GPS実測図(黄色は予定、赤色が実測 ※ゲート~三伏峠まで誤差大
20100430_map.jpg

今回のコースの詳細は、以下の記録を参考にして下さい。
 2009年10月10日 初雪の塩見岳日帰り登山

 朝の3時半に家を出発して、一路 長野県大鹿村の鳥倉林道へと向かいます。 連休なかびの平日と言う事もあり高速道路や一般道とも空いていました。
 鳥倉林道終点のゲート前に6時前に到着すると、駐車中の車は4台と以前の大勢の人とは打って変わって、静かな登山となりました。 早速準備をしますが、駐車場にあるトイレは利用できないみたいです。(帰りには利用可能となっていました)
 まずは、林道を歩いて登山口へ向かいます。 この日は、朝から良い天気で期待が高まります。(下写真)

林道からの眺め(大日影山方面)

 登山口に到着すると、先行していた登山者の方が登山届を提出しがてら準備をしていました。(下写真)

豊口(鳥倉)登山口

 ここからは、当日は誰も登っていないようで先行する形になりました。 しばらくは、雪もなく快適に登っていきます。 豊口山とのコルに到着すると、少し雪がありますが、まだ少ないため問題ありませんでした。(下写真)

豊口山とのコル

 ここから尾根沿いをトラバースする道になります、トラバース道は北斜面だけに次第に雪が多くなり、途中でアイゼンを装着して進まないと危険な状態となってきました。(下写真)

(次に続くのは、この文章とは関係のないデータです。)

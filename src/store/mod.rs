//! Ledger Store
//!
//! Durable storage for entries, postings, accounts, materialized balances,
//! reconciliation state and history, safety latch state, invariant alerts
//! and correction requests.
//!
//! Every mutating method is one atomic unit: either everything it describes
//! is visible afterwards or nothing is. Two implementations exist:
//! [`PgLedgerStore`] (one Postgres transaction per call) and
//! [`InMemoryLedgerStore`] (one critical section per call).

pub mod memory;
pub mod postgres;
pub mod schema;

pub use memory::InMemoryLedgerStore;
pub use postgres::PgLedgerStore;

use async_trait::async_trait;
use chrono::{DateTime, Utc};

use crate::core_types::SeqNum;
use crate::correction::types::{ApplyOutcome, CorrectionRequest};
use crate::error::LedgerError;
use crate::invariant::InvariantAlert;
use crate::ledger::types::{
    AccountBalance, AppendOutcome, DeadLetter, LedgerEntry, TradeLookup,
};
use crate::reconciliation::types::{
    HistoryPoint, LatchClear, ReconciliationEvaluation, ReconciliationState, SafetyState,
};

/// Upper bound on history rows returned by one query
pub const MAX_HISTORY_LIMIT: usize = 500;

/// Clamp a requested history size into `1..=MAX_HISTORY_LIMIT`
#[inline]
pub fn clamp_history_limit(limit: usize) -> usize {
    limit.clamp(1, MAX_HISTORY_LIMIT)
}

/// Sum of balances per account kind
#[derive(Debug, Clone, Copy, Default, PartialEq, Eq)]
pub struct BalanceTotals {
    pub available: i64,
    pub hold: i64,
}

/// Storage seam for the whole ledger core
#[async_trait]
pub trait LedgerStore: Send + Sync {
    /// Store name for logging
    fn name(&self) -> &'static str;

    // === Entries & balances ===

    /// Insert entry, postings and balance deltas atomically.
    ///
    /// # Idempotency
    /// A second call with the same `entry_id` writes nothing and returns
    /// [`AppendOutcome::Duplicate`]. Balance validation is the caller's job.
    async fn append_entry(&self, entry: &LedgerEntry) -> Result<AppendOutcome, LedgerError>;

    async fn get_entry(&self, entry_id: &str) -> Result<Option<LedgerEntry>, LedgerError>;

    /// Latest TRADE entry referencing `trade_id`
    async fn find_trade(&self, trade_id: &str) -> Result<Option<TradeLookup>, LedgerError>;

    async fn list_balances(&self) -> Result<Vec<AccountBalance>, LedgerError>;

    /// Per account/currency sums computed from postings, ignoring the materialized view
    async fn posting_totals(&self) -> Result<Vec<AccountBalance>, LedgerError>;

    async fn balance_totals_by_kind(&self) -> Result<BalanceTotals, LedgerError>;

    /// Replace every materialized balance with the posting totals.
    ///
    /// Returns the number of balance rows written.
    async fn rebuild_balances(&self, at: DateTime<Utc>) -> Result<usize, LedgerError>;

    async fn append_dead_letter(&self, letter: &DeadLetter) -> Result<(), LedgerError>;

    async fn dead_letter_count(&self) -> Result<i64, LedgerError>;

    // === Sequence tracking ===

    /// Raise `last_engine_seq` to `seq` if higher (creates the row on first sight)
    async fn advance_engine_seq(
        &self,
        symbol: &str,
        seq: SeqNum,
        at: DateTime<Utc>,
    ) -> Result<ReconciliationState, LedgerError>;

    /// Raise `last_settled_seq` to `seq` if higher (creates the row on first sight)
    async fn advance_settled_seq(
        &self,
        symbol: &str,
        seq: SeqNum,
        at: DateTime<Utc>,
    ) -> Result<ReconciliationState, LedgerError>;

    async fn reconciliation_state(
        &self,
        symbol: &str,
    ) -> Result<Option<ReconciliationState>, LedgerError>;

    /// All tracked states ordered by symbol
    async fn reconciliation_states(&self) -> Result<Vec<ReconciliationState>, LedgerError>;

    /// Symbols seen in sequence tracking or in any entry
    async fn tracked_symbols(&self) -> Result<Vec<String>, LedgerError>;

    // === Safety latch ===

    async fn safety_state(&self, symbol: &str) -> Result<Option<SafetyState>, LedgerError>;

    async fn safety_states(&self) -> Result<Vec<SafetyState>, LedgerError>;

    /// Write `state` and append `evaluation` to history atomically.
    ///
    /// `expected_version` is `None` when no row existed at read time. Returns
    /// false, writing nothing, when the stored version no longer matches.
    async fn record_evaluation(
        &self,
        state: &SafetyState,
        expected_version: Option<i64>,
        evaluation: &ReconciliationEvaluation,
    ) -> Result<bool, LedgerError>;

    /// Clear an engaged latch and append `evaluation` to history atomically.
    ///
    /// Returns false when the latch was no longer engaged at `clear.expected_version`.
    async fn release_latch(
        &self,
        clear: &LatchClear,
        evaluation: &ReconciliationEvaluation,
    ) -> Result<bool, LedgerError>;

    /// Newest first, `limit` clamped to `1..=500`
    async fn reconciliation_history(&self, limit: usize) -> Result<Vec<HistoryPoint>, LedgerError>;

    // === Invariants ===

    /// Count of (entry, currency) groups whose postings do not net to zero
    async fn unbalanced_entry_count(&self) -> Result<i64, LedgerError>;

    /// Count of negative balances on non-system accounts
    async fn negative_balance_count(&self) -> Result<i64, LedgerError>;

    async fn record_alert(&self, alert: &InvariantAlert) -> Result<(), LedgerError>;

    /// Newest first
    async fn recent_alerts(&self, limit: usize) -> Result<Vec<InvariantAlert>, LedgerError>;

    // === Corrections ===

    /// Fails with `CorrectionAlreadyExists` on a duplicate id
    async fn create_correction(&self, request: &CorrectionRequest) -> Result<(), LedgerError>;

    async fn get_correction(
        &self,
        correction_id: &str,
    ) -> Result<Option<CorrectionRequest>, LedgerError>;

    /// Record one approval under a row lock and return the resulting request
    async fn approve_correction(
        &self,
        correction_id: &str,
        approver: &str,
        at: DateTime<Utc>,
    ) -> Result<CorrectionRequest, LedgerError>;

    /// Under a row lock: check status, append `reversal`, mark APPLIED
    async fn apply_correction(
        &self,
        correction_id: &str,
        reversal: &LedgerEntry,
        at: DateTime<Utc>,
    ) -> Result<ApplyOutcome, LedgerError>;

    async fn oldest_pending_correction(&self) -> Result<Option<DateTime<Utc>>, LedgerError>;
}

#[cfg(test)]
mod tests {
    use super::*;

    #[test]
    fn test_clamp_history_limit() {
        assert_eq!(clamp_history_limit(0), 1);
        assert_eq!(clamp_history_limit(20), 20);
        assert_eq!(clamp_history_limit(10_000), 500);
    }
}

※ここで失敗に気がつきました。 今回履いて行った登山靴は、あまり足にフィットしていないので、負担の少ない雪山用に履いていたのですが、急斜面を長距離アイゼンで移動すると靴が傾き小指に負担が掛かり痛くなってきました。 それを緩和しようと、おかしな歩き方をしたため、次は踵に負担が掛かってしまい最終的には靴擦となって皮が剥けてしまいました。

 しばらく進むと、夏道の時も苦労したルンゼ(深くキレた谷間)が何箇所かありますが、その内の一つで雪が何度か崩落したらしく、雪面が不安定な場所があり、残っていた足跡は迂回すべく上部の尾根に向かって登っていました。 滑って滑落したら終りなので、足跡に従いここからは尾根筋に進むことにしました。
 比較的樹木が少ない所を縫って尾根上に到着すると、中央アルプスの山並み(北アルプス方面は雲で良く見えませんでした)と、登ってきた尾根が見渡せる絶好の展望台となっていました。(下写真)

中央アルプス

中央奥から『鳥倉山(斜面に林道の筋が見える)』『豊口山』、その手前は登ってきた尾根

 ここから三伏峠小屋までは600mほどありますが、尾根沿いに進むため危険箇所はありませんでした。(その代わり藪道です) 結局途中から足跡も見失い、尾根沿いに進んでいるのは自分だけのようですが、小屋手前からはまた足跡と合流したので、尾根筋で正解だったと思います。
 そのまま尾根沿いに登って行くと平らな山頂の「三伏峠小屋」の裏手へと到着しました。 ここからの展望は、蒼い空に南アルプス南部の白い山並みが見えていました。(下写真)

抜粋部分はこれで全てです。